Have people to check in with
Although I work for myself I still have “work friends” I check in with every day. We have a group chat on Facebook and since we all work as travel bloggers we can bounce ideas around or talk about industry changes as well. But even if you don’t have someone in the same industry it can help to check in with virtual colleagues and see how they’re doing throughout the workday.
There are so many ways to do this! WhatsApp, Slack, Zoom, FaceTime, Facebook, and Skype are just a few. Set up a morning accountability meeting if you need to, where you aim to be dressed and ready at your desk.
Plan some time to get outdoors into your day as well, even if it’s a short walk around the block or some time spent in your garden. There have definitely been times when I’ve gone for days without leaving the house and you can tell!!!
Working from home can make you feel pressured to work all the time, but stepping away is important for your mental health and your focus too.
Turn off distractions
Don’t take your phone to “work” and don’t open social media browsers if you don’t need to use them for work either. They should be part of what you can do as a break, not open as a distraction during the workday. There are actually blockers you can get for your browser so you can’t access social media or certain websites for an amount of time if you really need help with that!
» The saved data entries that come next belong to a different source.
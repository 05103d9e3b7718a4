//! Schema upgrades for the persisted task envelope.
//!
//! Stored blobs are upgraded one version at a time through a table of
//! `version -> upgrade` functions until they reach [`CURRENT_VERSION`]. The
//! upgrades work on raw JSON so fields this code does not know about survive.

use crate::error::MigrationError;
use crate::ids::{ClockIds, IdSource};
use serde_json::{Map, Value, json};
use tracing::{error, info};

pub const CURRENT_VERSION: u64 = 2;

type Envelope = Map<String, Value>;
type Migration = fn(Envelope, &mut dyn IdSource) -> Result<Envelope, MigrationError>;

const MIGRATIONS: &[(u64, Migration)] = &[(0, unversioned_to_v1), (1, v1_to_v2)];

fn migration_for(version: u64) -> Option<Migration> {
    MIGRATIONS
        .iter()
        .find(|(from, _)| *from == version)
        .map(|(_, step)| *step)
}

pub fn empty_envelope() -> Value {
    json!({
        "version": CURRENT_VERSION,
        "tasks": [],
        "taskGroups": []
    })
}

/// Upgrades `raw` to the current schema, replacing it with an empty envelope
/// when it cannot be upgraded.
pub fn migrate(raw: Value) -> Value {
    migrate_with_ids(raw, &mut ClockIds::new())
}

pub fn migrate_with_ids(raw: Value, ids: &mut dyn IdSource) -> Value {
    match try_migrate(raw, ids) {
        Ok(envelope) => envelope,
        Err(err) => {
            error!(
                code = err.code(),
                error = %err,
                "stored tasks could not be migrated; starting from an empty list"
            );
            empty_envelope()
        }
    }
}

pub fn try_migrate(raw: Value, ids: &mut dyn IdSource) -> Result<Value, MigrationError> {
    let mut envelope = versioned(raw)?;
    let mut version = read_version(&envelope)?;

    while version != CURRENT_VERSION {
        let step = migration_for(version).ok_or(MigrationError::MigrationGap { version })?;
        info!(from = version, to = version + 1, "migrating stored tasks");
        envelope = step(envelope, ids)?;
        version = read_version(&envelope)?;
    }

    apply_view_defaults(&mut envelope)?;
    Ok(Value::Object(envelope))
}

fn versioned(raw: Value) -> Result<Envelope, MigrationError> {
    match raw {
        Value::Array(tasks) => Ok(unversioned(Value::Array(tasks))),
        Value::Object(mut object) => {
            let numeric = match object.get("version") {
                Some(Value::String(text)) => text.parse::<u64>().ok(),
                _ => None,
            };
            if let Some(version) = numeric {
                object.insert("version".to_string(), json!(version));
            }
            let has_version = match object.get("version") {
                None | Some(Value::Null) | Some(Value::Bool(false)) => false,
                Some(Value::Number(number)) => number.as_u64() != Some(0),
                Some(Value::String(text)) => !text.is_empty(),
                Some(_) => true,
            };
            if has_version {
                Ok(object)
            } else {
                let tasks = object.remove("tasks").unwrap_or(Value::Null);
                Ok(unversioned(tasks))
            }
        }
        other => Err(MigrationError::malformed(format!(
            "expected a task list or envelope, found {}",
            kind(&other)
        ))),
    }
}

fn unversioned(tasks: Value) -> Envelope {
    let mut envelope = Map::new();
    envelope.insert("version".to_string(), json!(0));
    envelope.insert("tasks".to_string(), tasks);
    envelope
}

fn read_version(envelope: &Envelope) -> Result<u64, MigrationError> {
    envelope
        .get("version")
        .and_then(Value::as_u64)
        .ok_or_else(|| MigrationError::malformed("version must be a non-negative integer"))
}

fn unversioned_to_v1(
    mut envelope: Envelope,
    ids: &mut dyn IdSource,
) -> Result<Envelope, MigrationError> {
    for task in list_mut(&mut envelope, "tasks")? {
        let task = object_mut(task, "task")?;
        let task_id = match task.get("id").and_then(present_id) {
            Some(id) => id,
            None => ids.next_id(),
        };
        task.insert("id".to_string(), Value::String(task_id.clone()));
        task.entry("customOrder").or_insert(Value::Null);

        for subtask in list_mut(task, "subtasks")? {
            let subtask = object_mut(subtask, "subtask")?;
            let subtask_id = match subtask.get("id").and_then(present_id) {
                Some(id) => id,
                None => ids.next_id(),
            };
            subtask.insert("id".to_string(), Value::String(subtask_id));
            subtask.insert("parentId".to_string(), Value::String(task_id.clone()));
        }
    }

    envelope.insert("version".to_string(), json!(1));
    Ok(envelope)
}

fn v1_to_v2(mut envelope: Envelope, _ids: &mut dyn IdSource) -> Result<Envelope, MigrationError> {
    for task in list_mut(&mut envelope, "tasks")? {
        let task = object_mut(task, "task")?;
        if !task.get("groupOrder").is_some_and(Value::is_object) {
            task.insert("groupOrder".to_string(), json!({}));
        }

        for subtask in list_mut(task, "subtasks")? {
            object_mut(subtask, "subtask")?
                .entry("customOrder")
                .or_insert(Value::Null);
        }
    }

    envelope.insert("taskGroups".to_string(), json!([]));
    envelope.insert("version".to_string(), json!(2));
    Ok(envelope)
}

/// Presentation defaults applied after every load, whatever the stored version.
fn apply_view_defaults(envelope: &mut Envelope) -> Result<(), MigrationError> {
    for task in list_mut(envelope, "tasks")? {
        let task = object_mut(task, "task")?;
        let open = matches!(task.get("isSubtasksOpen"), Some(Value::Bool(true)));
        task.insert("isSubtasksOpen".to_string(), Value::Bool(open));
    }
    list_mut(envelope, "taskGroups")?;
    Ok(())
}

/// The array stored under `key`, created empty when absent or null.
fn list_mut<'a>(
    object: &'a mut Map<String, Value>,
    key: &str,
) -> Result<&'a mut Vec<Value>, MigrationError> {
    let slot = object.entry(key).or_insert(Value::Null);
    if slot.is_null() {
        *slot = Value::Array(Vec::new());
    }
    match slot {
        Value::Array(items) => Ok(items),
        other => Err(MigrationError::malformed(format!(
            "{key} must be an array, found {}",
            kind(other)
        ))),
    }
}

fn object_mut<'a>(
    value: &'a mut Value,
    what: &str,
) -> Result<&'a mut Map<String, Value>, MigrationError> {
    match value {
        Value::Object(object) => Ok(object),
        other => Err(MigrationError::malformed(format!(
            "{what} must be an object, found {}",
            kind(other)
        ))),
    }
}

fn present_id(value: &Value) -> Option<String> {
    match value {
        Value::String(id) if !id.is_empty() => Some(id.clone()),
        Value::Number(id) if id.as_f64() != Some(0.0) => Some(id.to_string()),
        _ => None,
    }
}

fn kind(value: &Value) -> &'static str {
    match value {
        Value::Null => "null",
        Value::Bool(_) => "a boolean",
        Value::Number(_) => "a number",
        Value::String(_) => "a string",
        Value::Array(_) => "an array",
        Value::Object(_) => "an object",
    }
}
Don’t attempt important tasks with children around
For my first year of working at home with a baby, it was just me. I quickly realised that the idea of getting any actual work done with a baby around was just not going to happen, and now I’m working from home with a toddler that hasn’t changed either!
Unfortunately, we don’t always have the luxury of being able to work for just a few hours a day when they’re asleep or distracted but it is best to not try and do important tasks while they’re around. That might mean you have to get up early, or work late, even if that’s not your preferred work time, and definitely make the best possible use of naps and be ready to start work as soon as they’re asleep.
Sometimes if I set up my work station at the kitchen table Baby B will happily play around there and the living room, at least for a little while. Working from the couch is a complete no-go as he just wants to touch all the buttons on the laptop or pull out the charger!
It depends on the nature of your work, but I can often reply to emails or check stats and social media accounts while he’s about, but anything I need to concentrate on, like writing, I need to allocate to time when he’s asleep!
Split work and childcare time with a partner
The best thing to do if you have to work from home with children around is split your work time with a partner, if they’re at home too. This is what Phil and I have been doing since he went full-time freelance with me earlier this year.
We split our day up into one of us working and the other doing childcare. Sometimes this means working alternative days, but often we split it into morning and afternoon. If you both need to get a full workday in then one of you might need to start fairly early and the other finish late.
Set up children with their own activity station
If you have to work with children around and can’t share childcare then you’ll need to arm yourself with LOTS of distractions. Set up some activity stations with different toys or things to do and then get them playing while you try and get a task done. It might mean working in short bursts while they’re distracted but it’s your best option, other than working when they’re asleep!
We also rotate Baby B’s toys, so that he doesn’t see something for a few days or even a week and then it becomes exciting again. It buys us a little more time!
Hopefully, these tips help you with your working from home journey! It sounds complicated but once you’ve been doing it a while you’ll fall into a routine and find all the little tricks that work for you. Good luck!